IL-36 has been implicated in the pathogenesis of spondyloarthropathies (SpA) like psoriasis and inflammatory bowel disease. Enthesitis related arthritis (ERA) category of juvenile idiopathic arthritis is a form of juvenile SpA, however no data is available on the role of IL-36 in this disease. IL-36α, β, γ and IL-36R mRNA expression in blood and synovial fluid mononuclear cells and IL-36α, γ, IL-36Ra, IL-6 and IL-17 levels were measured in serum and synovial fluid (SF). IL-36γ production by fibroblast like synoviocytes (FLS) upon stimulation with pro-inflammatory cytokines and its effect on FLS were also studied. mRNA levels of IL-36α, IL-36γ and IL-36R were increased in PBMCs of ERA patients as compared to healthy controls however only IL-36γ was measurable in serum of one third of patients.
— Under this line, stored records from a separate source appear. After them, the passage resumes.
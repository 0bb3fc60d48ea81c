// src/data_loader/transform.rs
//
// Transform pipeline: an ordered list of pure, stateless stages that turn a
// raw item payload into a fixed-shape tensor. The loader treats every stage
// as opaque; stages are bound to a dataset at construction and shared
// read-only across all workers.

use std::sync::Arc;

use bytes::Bytes;
use ndarray::{Array, ArrayD};

use crate::data_loader::dataset::{DatasetError, Tensor};

/// First stage of every pipeline: raw bytes to an in-memory tensor.
pub trait ItemDecoder: Send + Sync + 'static {
    fn decode(&self, raw: Bytes) -> Result<Tensor, DatasetError>;
}

/// A pure tensor-to-tensor stage.
pub trait Transform: Send + Sync + 'static {
    fn apply(&self, tensor: Tensor) -> Result<Tensor, DatasetError>;
}

/// Decoder + ordered transform stages, applied left to right.
#[derive(Clone)]
pub struct TransformPipeline {
    decoder: Arc<dyn ItemDecoder>,
    stages: Vec<Arc<dyn Transform>>,
}

impl TransformPipeline {
    pub fn new(decoder: Arc<dyn ItemDecoder>) -> Self {
        Self { decoder, stages: Vec::new() }
    }

    /// Append a stage to the end of the pipeline.
    pub fn then(mut self, stage: Arc<dyn Transform>) -> Self {
        self.stages.push(stage);
        self
    }

    /// Run the full pipeline on one raw item.
    pub fn run(&self, raw: Bytes) -> Result<Tensor, DatasetError> {
        let mut tensor = self.decoder.decode(raw)?;
        for stage in &self.stages {
            tensor = stage.apply(tensor)?;
        }
        Ok(tensor)
    }
}

impl std::fmt::Debug for TransformPipeline {
    fn fmt(&self, f: &mut std::fmt::Formatter<'_>) -> std::fmt::Result {
        f.debug_struct("TransformPipeline")
            .field("stages", &self.stages.len())
            .finish()
    }
}

/// Interprets the payload as raw `u8` values, one tensor element per byte.
#[derive(Debug, Clone, Copy, Default)]
pub struct RawU8Decoder;

impl ItemDecoder for RawU8Decoder {
    fn decode(&self, raw: Bytes) -> Result<Tensor, DatasetError> {
        if raw.is_empty() {
            return Err(DatasetError::Decode("empty item payload".to_string()));
        }
        let values: Vec<f32> = raw.iter().map(|&b| b as f32).collect();
        Ok(Array::from_vec(values).into_dyn())
    }
}

/// Truncates or zero-pads a 1-D tensor to a fixed length, so items of
/// uneven size can be stacked into one batch tensor.
#[derive(Debug, Clone, Copy)]
pub struct FixedLength {
    pub len: usize,
}

impl Transform for FixedLength {
    fn apply(&self, tensor: Tensor) -> Result<Tensor, DatasetError> {
        let mut values = tensor.into_raw_vec();
        values.resize(self.len, 0.0);
        Ok(Array::from_vec(values).into_dyn())
    }
}

/// Elementwise affine map `x * scale + shift`.
#[derive(Debug, Clone, Copy)]
pub struct Normalize {
    pub scale: f32,
    pub shift: f32,
}

impl Transform for Normalize {
    fn apply(&self, tensor: Tensor) -> Result<Tensor, DatasetError> {
        Ok(tensor.mapv(|x| x * self.scale + self.shift))
    }
}

/// Adapter so plain closures can act as pipeline stages.
pub struct FnTransform<F>(pub F);

impl<F> Transform for FnTransform<F>
where
    F: Fn(ArrayD<f32>) -> Result<ArrayD<f32>, DatasetError> + Send + Sync + 'static,
{
    fn apply(&self, tensor: Tensor) -> Result<Tensor, DatasetError> {
        (self.0)(tensor)
    }
}

#[cfg(test)]
mod tests {
    use super::*;

    #[test]
    fn pipeline_applies_stages_in_order() {
        let pipeline = TransformPipeline::new(Arc::new(RawU8Decoder))
            .then(Arc::new(FixedLength { len: 4 }))
            .then(Arc::new(Normalize { scale: 2.0, shift: 1.0 }));

        let out = pipeline.run(Bytes::from_static(&[1, 2])).unwrap();
        assert_eq!(out.shape(), &[4]);
        assert_eq!(out.as_slice().unwrap(), &[3.0, 5.0, 1.0, 1.0]);
    }

    #[test]
    fn empty_payload_is_a_decode_error() {
        let pipeline = TransformPipeline::new(Arc::new(RawU8Decoder));
        let err = pipeline.run(Bytes::new()).unwrap_err();
        assert!(matches!(err, DatasetError::Decode(_)));
    }

    #[test]
    fn fn_transform_wraps_closures() {
        let pipeline = TransformPipeline::new(Arc::new(RawU8Decoder))
            .then(Arc::new(FnTransform(|t: ArrayD<f32>| Ok(t.mapv(|x| -x)))));
        let out = pipeline.run(Bytes::from_static(&[3])).unwrap();
        assert_eq!(out.as_slice().unwrap(), &[-3.0]);
    }
}
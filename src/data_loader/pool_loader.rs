// src/data_loader/pool_loader.rs
//
// The prefetching batch assembler: a bounded pool of worker tasks fetches
// and collates index batches in parallel, and a reorder stage delivers the
// results to the consumer strictly in submission order.
//
//! Workers claim batches from one shared, ordered work queue, so whichever
//! worker is free takes the next batch; nothing is guaranteed about
//! completion order. Delivery order is restored by a sequence-numbered
//! reorder buffer: batch `n` is released to the consumer only after every
//! batch below `n` has been released. A semaphore with `prefetch` permits
//! caps the number of batches in flight: a permit is claimed before a
//! batch is taken off the queue and released only once the batch has been
//! handed to the consumer channel, so a slow consumer stalls the pool
//! instead of growing the reorder buffer without bound.
//!
//! A failed item fails its whole batch; the error is delivered at that
//! batch's turn and the epoch continues. With `num_workers == 0` the same
//! semantics run inline on the consumer's task, with no pool at all.

use std::collections::{BTreeMap, VecDeque};
use std::sync::{Arc, Mutex};
use std::time::Duration;

use async_stream::stream;
use log::{debug, warn};
use tokio::sync::mpsc;
use tokio::sync::{OwnedSemaphorePermit, Semaphore};
use tokio_stream::wrappers::ReceiverStream;
use tokio_util::sync::CancellationToken;

use crate::data_loader::batch::IndexBatch;
use crate::data_loader::collate::collate;
use crate::data_loader::dataset::{
    BatchLoadError, Dataset, DatasetError, DynBatchStream, LoadedBatch, Sample,
};
use crate::data_loader::options::LoaderOptions;

/// One worker's completed batch, routed through the reorder stage.
/// Holding the permit until delivery is what enforces the in-flight cap.
struct Completion {
    seq: u64,
    result: Result<LoadedBatch, DatasetError>,
    _permit: OwnedSemaphorePermit,
}

/// Order-preserving parallel batch loader over any [`Sample`] dataset.
pub struct PoolLoader<D: Dataset<Item = Sample>> {
    dataset: Arc<D>,
    options: LoaderOptions,
}

impl<D: Dataset<Item = Sample>> PoolLoader<D> {
    pub fn new(dataset: Arc<D>, options: LoaderOptions) -> Self {
        Self { dataset, options }
    }

    /// Consume a batch source and return the epoch's delivery stream.
    ///
    /// The stream yields one `Result` per submitted batch, in submission
    /// order, and ends when the source is exhausted (or cancellation cuts
    /// the epoch short).
    pub fn stream_batches<I>(&self, batches: I) -> DynBatchStream
    where
        I: Iterator<Item = IndexBatch> + Send + 'static,
    {
        if self.options.num_workers == 0 {
            self.stream_inline(batches)
        } else {
            self.stream_pooled(batches)
        }
    }

    /// Synchronous path: fetch, collate and yield on the consumer's own
    /// task. Used for small corpora and debugging.
    fn stream_inline<I>(&self, batches: I) -> DynBatchStream
    where
        I: Iterator<Item = IndexBatch> + Send + 'static,
    {
        let dataset = Arc::clone(&self.dataset);
        let cancel = self.options.cancellation_token.clone().unwrap_or_default();
        let timeout = self.options.timeout;

        Box::pin(stream! {
            let mut batches = batches;
            'epoch: while let Some(batch) = batches.next() {
                if cancel.is_cancelled() {
                    break;
                }
                let mut samples = Vec::with_capacity(batch.indices.len());
                let mut failure: Option<DatasetError> = None;
                for &index in &batch.indices {
                    if cancel.is_cancelled() {
                        break 'epoch;
                    }
                    match fetch_item(dataset.as_ref(), index, timeout).await {
                        Ok(sample) => samples.push(sample),
                        Err(e) => {
                            failure = Some(e);
                            break;
                        }
                    }
                }
                let result = match failure {
                    Some(e) => Err(e),
                    None => collate(batch.seq, samples),
                };
                match result {
                    Ok(loaded) => yield Ok(loaded),
                    Err(e) => {
                        warn!("batch {} failed: {}", batch.seq, e);
                        yield Err(BatchLoadError { seq: batch.seq, source: e });
                    }
                }
            }
        })
    }

    /// Pooled path: spawn the workers and the reorder stage, hand back the
    /// delivery channel.
    fn stream_pooled<I>(&self, batches: I) -> DynBatchStream
    where
        I: Iterator<Item = IndexBatch> + Send + 'static,
    {
        let workers = self.options.num_workers;
        let depth = self.options.prefetch.max(1);

        let work: Arc<Mutex<VecDeque<IndexBatch>>> =
            Arc::new(Mutex::new(batches.collect()));
        let inflight = Arc::new(Semaphore::new(depth));
        let cancel = self.options.cancellation_token.clone().unwrap_or_default();

        debug!(
            "starting pool: {} workers, prefetch depth {}, {} batches queued",
            workers,
            depth,
            work.lock().map(|q| q.len()).unwrap_or(0)
        );

        let (done_tx, done_rx) = mpsc::channel::<Completion>(depth);
        for _ in 0..workers {
            tokio::spawn(run_worker(
                Arc::clone(&self.dataset),
                Arc::clone(&work),
                Arc::clone(&inflight),
                done_tx.clone(),
                self.options.timeout,
                cancel.clone(),
            ));
        }
        drop(done_tx); // reorder stage ends once every worker is gone

        let (out_tx, out_rx) = mpsc::channel::<Result<LoadedBatch, BatchLoadError>>(1);
        tokio::spawn(reorder_and_deliver(done_rx, out_tx));

        Box::pin(ReceiverStream::new(out_rx))
    }
}

impl<D: Dataset<Item = Sample>> std::fmt::Debug for PoolLoader<D> {
    fn fmt(&self, f: &mut std::fmt::Formatter<'_>) -> std::fmt::Result {
        f.debug_struct("PoolLoader")
            .field("num_workers", &self.options.num_workers)
            .field("prefetch", &self.options.prefetch)
            .finish()
    }
}

/// Fetch one item, optionally bounded by the per-item timeout.
async fn fetch_item<D: Dataset<Item = Sample>>(
    dataset: &D,
    index: usize,
    timeout: Option<Duration>,
) -> Result<Sample, DatasetError> {
    match timeout {
        Some(bound) => match tokio::time::timeout(bound, dataset.get(index)).await {
            Ok(result) => result,
            Err(_) => Err(DatasetError::Timeout(bound)),
        },
        None => dataset.get(index).await,
    }
}

/// Worker loop: claim a permit, claim the next batch, realize it, report.
async fn run_worker<D: Dataset<Item = Sample>>(
    dataset: Arc<D>,
    work: Arc<Mutex<VecDeque<IndexBatch>>>,
    inflight: Arc<Semaphore>,
    done_tx: mpsc::Sender<Completion>,
    timeout: Option<Duration>,
    cancel: CancellationToken,
) {
    loop {
        let permit = tokio::select! {
            _ = cancel.cancelled() => return,
            permit = Arc::clone(&inflight).acquire_owned() => match permit {
                Ok(p) => p,
                Err(_) => return,
            },
        };

        let batch = {
            let mut queue = work.lock().expect("work queue lock poisoned");
            queue.pop_front()
        };
        let Some(batch) = batch else { return };

        let mut samples = Vec::with_capacity(batch.indices.len());
        let mut failure: Option<DatasetError> = None;
        for &index in &batch.indices {
            // Cooperative stop between items: abandon unfinished work.
            if cancel.is_cancelled() {
                return;
            }
            match fetch_item(dataset.as_ref(), index, timeout).await {
                Ok(sample) => samples.push(sample),
                Err(e) => {
                    failure = Some(e);
                    break;
                }
            }
        }

        let result = match failure {
            Some(e) => Err(e),
            None => collate(batch.seq, samples),
        };
        if let Err(e) = &result {
            warn!("batch {} failed: {}", batch.seq, e);
        }

        let seq = batch.seq;
        if done_tx
            .send(Completion { seq, result, _permit: permit })
            .await
            .is_err()
        {
            // Consumer went away; nothing left to do.
            return;
        }
    }
}

/// Reorder stage: hold out-of-order completions until their sequence
/// number is next, then forward. The permit inside each completion drops
/// only after the forward succeeds, keeping the in-flight cap honest.
async fn reorder_and_deliver(
    mut done_rx: mpsc::Receiver<Completion>,
    out_tx: mpsc::Sender<Result<LoadedBatch, BatchLoadError>>,
) {
    let mut next_seq: u64 = 0;
    let mut pending: BTreeMap<u64, Completion> = BTreeMap::new();

    while let Some(done) = done_rx.recv().await {
        pending.insert(done.seq, done);
        if !flush_ready(&mut pending, &mut next_seq, &out_tx).await {
            return;
        }
    }

    // Workers are gone. Anything still pending past a gap was cut off by
    // cancellation; deliver only the contiguous prefix.
    flush_ready(&mut pending, &mut next_seq, &out_tx).await;
}

/// Forward every completion whose turn has come. Returns false when the
/// consumer has hung up.
async fn flush_ready(
    pending: &mut BTreeMap<u64, Completion>,
    next_seq: &mut u64,
    out_tx: &mpsc::Sender<Result<LoadedBatch, BatchLoadError>>,
) -> bool {
    while let Some(done) = pending.remove(next_seq) {
        let item = match done.result {
            Ok(loaded) => Ok(loaded),
            Err(source) => Err(BatchLoadError { seq: done.seq, source }),
        };
        if out_tx.send(item).await.is_err() {
            return false;
        }
        *next_seq += 1;
        // `done` drops here, releasing its in-flight permit.
    }
    true
}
In SFMCs, all 4 mRNA were detectable but were lower than RA patients. SF IL-36γ levels correlated with disease activity score (r=0.51, p< 0.0001), SF IL-6 (r=0.4, p= 0.0063) and IL-17 levels (r=0.57, p=0.0018). Pro-inflammatory cytokines increased expression of IL-36γ and IL-6 in FLS cultures. SFs from 5 ERA patients also increased expressions of IL-36γ and IL-6 in FLS which could be blocked by using IL-36Ra. This suggests that pro-inflammatory cytokines aid in upregulation of IL-36γ which in turn may upregulate expression of IL-6. This might lead to a positive feedback loop of inflammation in ERA. Association of SF levels of IL-36γ with disease activity further supports this possibility. IL-36Ra based therapy may have a role in ERA.